IAM Identity Center allows organizations to manage user access centrally, reducing the need to create individual IAM users in each AWS account.
Federation enables a single identity source (e.g., Microsoft Entra ID, Okta) to manage access across multiple AWS accounts and services.
Identity Provider (IdP): This is where you log in. The identity provider is the home of the user pool or directory where you set up user accounts, groups, etc. We sometimes call this the authoritative source because it’s the ultimate decider of who you are and your groups & roles.
Relying Party: This is where you do things. The relying party… relies… on the IdP for authentication, so it can focus on authorization.
Users are created in the Identity Provider and assigned attributes such as group, role, and email address.
Administrators create a trust relationship between the identity provider and the relying party.
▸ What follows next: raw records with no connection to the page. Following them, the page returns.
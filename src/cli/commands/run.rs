//! Run command - resolve a package through gorund and exec it

use super::autostart::start_daemon;
use crate::cli::args::RunArgs;
use crate::config::{Config, ConfigManager, DIRECTORY_ENV_KEY};
use crate::error::{GorunError, GorunResult};
use crate::ui::UiContext;
use std::ffi::OsString;
use std::os::unix::process::CommandExt;
use std::path::{Path, PathBuf};
use std::process::Command;
use tracing::debug;

/// Execute the run command
///
/// Only returns on failure: on success the process image is replaced.
pub async fn execute(
    args: RunArgs,
    ctx: &UiContext,
    paths: &ConfigManager,
    config: &Config,
) -> GorunResult<()> {
    let executable = resolve(&args.package, ctx, paths, config).await?;
    debug!("Executing {}", executable.display());

    let err = Command::new(&executable).args(&args.args).exec();
    Err(GorunError::SpawnFailed {
        command: executable.display().to_string(),
        source: err,
    })
}

/// Path of the cached executable for `package` in the current directory
pub(crate) async fn resolve(
    package: &str,
    ctx: &UiContext,
    paths: &ConfigManager,
    config: &Config,
) -> GorunResult<PathBuf> {
    let client = super::client(paths, config);
    let env = current_request_env()?;

    match client.get_executable(package, env.clone()).await {
        Err(e) if e.is_unreachable() => {
            start_daemon(ctx, paths, config, &client, e).await?;
            client.get_executable(package, env).await
        }
        result => result,
    }
}

/// The environment sent along with a request
pub(crate) fn current_request_env() -> GorunResult<Vec<String>> {
    let cwd = std::env::current_dir()
        .map_err(|e| GorunError::io("getting current directory", e))?;
    Ok(request_env(std::env::vars_os(), &cwd))
}

/// Render `vars` as `KEY=VALUE` entries, adding `PWD` if it is missing
///
/// Only the request carries the extra entry; the executed program sees
/// the environment gorun was started with.
fn request_env(vars: impl IntoIterator<Item = (OsString, OsString)>, cwd: &Path) -> Vec<String> {
    let mut env: Vec<String> = vars
        .into_iter()
        .map(|(k, v)| format!("{}={}", k.to_string_lossy(), v.to_string_lossy()))
        .collect();

    let has_directory = env
        .iter()
        .any(|entry| entry.split_once('=').is_some_and(|(k, _)| k == DIRECTORY_ENV_KEY));
    if !has_directory {
        env.push(format!("{}={}", DIRECTORY_ENV_KEY, cwd.display()));
    }
    env
}

#[cfg(test)]
mod tests {
    use super::*;
    use crate::rpc::protocol::value_from_env;

    fn vars(entries: &[(&str, &str)]) -> Vec<(OsString, OsString)> {
        entries
            .iter()
            .map(|(k, v)| (OsString::from(k), OsString::from(v)))
            .collect()
    }

    #[test]
    fn request_env_keeps_existing_pwd() {
        let env = request_env(vars(&[("HOME", "/home/me"), ("PWD", "/src/app")]), Path::new("/other"));
        assert_eq!(env, vec!["HOME=/home/me", "PWD=/src/app"]);
    }

    #[test]
    fn request_env_adds_missing_pwd() {
        let env = request_env(vars(&[("HOME", "/home/me")]), Path::new("/src/app"));
        assert_eq!(value_from_env("PWD", &env), "/src/app");
        assert_eq!(env.len(), 2);
    }

    #[test]
    fn values_with_equals_survive() {
        let env = request_env(vars(&[("GOFLAGS", "-tags=dev"), ("PWD", "/x")]), Path::new("/x"));
        assert_eq!(value_from_env("GOFLAGS", &env), "-tags=dev");
    }
}
//! Terminal output for the gorun binaries
//!
//! Everything here writes to stderr: the client's stdout belongs to the
//! program it resolves. Uses `cliclack` when attached to a terminal and
//! plain tagged lines otherwise.

mod context;
mod output;
mod prompts;

pub use context::UiContext;
pub use output::{step_info, step_ok, step_warn};
pub use prompts::confirm;
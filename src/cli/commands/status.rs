//! Status command - report whether gorund is running

use crate::config::{Config, ConfigManager};
use crate::daemon::DaemonStatus;
use crate::error::GorunResult;
use console::style;

/// Execute the status command
pub async fn execute(paths: &ConfigManager, config: &Config) -> GorunResult<()> {
    let daemon = super::daemon(paths, config)?;

    match daemon.status().await? {
        DaemonStatus::Running(pid) => {
            println!("{} gorund running pid {}", style("✓").green(), pid);
            println!("  Socket: {}", paths.socket_path(config).display());
            println!("  Log:    {}", daemon.log_file().display());
        }
        DaemonStatus::Stale(pid) => {
            println!(
                "{} gorund not running (stale pid {})",
                style("!").yellow(),
                pid
            );
            println!("  Start with: gorund start");
        }
        DaemonStatus::Stopped => {
            println!("{} gorund not running", style("✗").red());
            println!("  Start with: gorund start");
        }
    }

    Ok(())
}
This is usually an exchange of metadata to define the relationship and cryptographic signing certificate(s), and includes the URLs for communications.
A user logs into the IdP. When they go to log into a relying party, they provide the address of the IdP or some other identifier so the relying party knows who they are (this is usually hidden from the user).
The IdP then makes an assertion: a digitally signed statement that the user is who they say they are, including whatever attributes they send over (like a group or whether they used MFA).
The user is issued a digital token which represents the session. That token has a Time To Live (TTL) before expiration. The user only needs to present the token to the relying party, which then decides what the user is allowed to do.
When the token expires, the user needs to log in again, or ask for a refreshed token with a new TTL.